La scène du dîner en alexandrins rimés non chantés est représentative de cet
ennui qui commence à ronger le cinéma de Jacques Demy. "Il manque la
musique", dit l'un des convives. "Je me sens quotidienne", en
dit une autre. On est à la lisière du chant, tenu tout au bord du secret de la
banalité transcendée. Le désir n'investit plus la vie présente. Rochefort est
pleine de gens qui partent, qui ne tiennent pas en place (la danse est beaucoup
plus présente que dans Les parapluies) ; tandis qu'à Cherbourg, l'odeur
d'essence, la pluie, la petite station service, tout cela était inclus dans le
rêve d'existence des personnages, tout cela était chantable.

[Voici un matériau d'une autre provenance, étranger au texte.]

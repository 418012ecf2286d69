pub mod loader;
pub mod schema;

pub use loader::{load_config, load_config_from_str, validate_config};
pub use schema::{Config, LoggingConfig, ThumbnailSize};
/// Outcome of loading the persisted catalog.
#[derive(Debug, Default)]
pub struct LoadReport {
    pub loaded: usize,
    pub healed: Vec<ConsistencyViolation>,
    /// Entries whose stored byte size no longer matched the file.
    pub resized: usize,
}

/// Outcome of [`CatalogStore::clear`]. The catalog is empty either way.
#[derive(Debug, Default)]
pub struct ClearReport {
    pub removed: usize,
    pub already_missing: usize,
    pub failures: Vec<StorageError>,
}

impl ClearReport {
    pub fn is_complete(&self) -> bool {
        self.failures.is_empty()
    }
}

fn load_persisted(db: &Database) -> Result<Vec<CatalogEntry>, CatalogError> {
    match kv_repo::get(db, CATALOG_KEY)? {
        Some(bytes) => Ok(serde_json::from_slice(&bytes)?),
        None => Ok(Vec::new()),
    }
}

/// Writes the full collection in one transaction. On failure the previously
/// persisted collection stays intact.
fn persist(db: &Database, entries: &[CatalogEntry]) -> Result<(), CatalogError> {
    let bytes = serde_json::to_vec(entries)?;
    kv_repo::put(db, CATALOG_KEY, &bytes)?;
    Ok(())
}

/// The catalog of produced PDFs.
///
/// Mutations hold the write lock across the whole read-modify-write-persist
/// cycle, so they are serialized and never interleave. The in-memory list
/// only changes after the new collection has been persisted, unless files
/// were already removed (delete and clear), in which case the entries go
/// regardless. Readers get a cloned snapshot. Events go out once a change is
/// committed.
pub struct CatalogStore {
    db: Database,
    resolver: FileResolver,
    entries: RwLock<Vec<CatalogEntry>>,
    active: watch::Sender<Option<PathBuf>>,
    events: CatalogBroadcaster,
}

Les demoiselles de Rochefort est un film gagné par la nostalgie de l'ailleurs (Paris, le Pacifique), de ce qui n'existe pas encore et de ce qui n'existera sans doute jamais (le Mexique d'Yvonne Garnier). Les Parapluies est un film au présent absolu où l'ailleurs n'existe pas (et c'est ce qui rend Guy si insaisissable, si oubliable pour Geneviève qui ne peut composer qu'avec le là et le maintenant). Dans Les demoiselles, l'amour est ailleurs et plus tard, toujours projeté, toujours rêvé. Alors on pourrait dire que c'est un film au futur imparfait. La chanson n'est plus qu'une irruption, un temps particulier qui semble volé au réel. On sent le poids du temps, la lourdeur de la présence au monde. La mère des Demoiselles ne fait que fredonner : elle a perdu sa chanson, l'amour s'est trop éloigné d'elle ; Solange compose sa symphonie, et doit l'égarer dans la rue pour que l'homme qu'elle aimera s'en empare et fasse tout pour la rencontrer ; Delphine quant à elle a été peinte par un homme avant qu'ils ne se rencontrent, ils partagent une même chanson (un même idéal), ils sont liés par un air, mais les circulations sont telles, dans Rochefort, qu'ils tardent à se réunir : c'est comme s'ils manquaient de matérialité. Comme si la chanson n'était plus l'expression de l'éternité, mais au contraire sa quête, ou l'abstraction de l'amour pas encore vécu mais déjà trop envisagé, trop attendu.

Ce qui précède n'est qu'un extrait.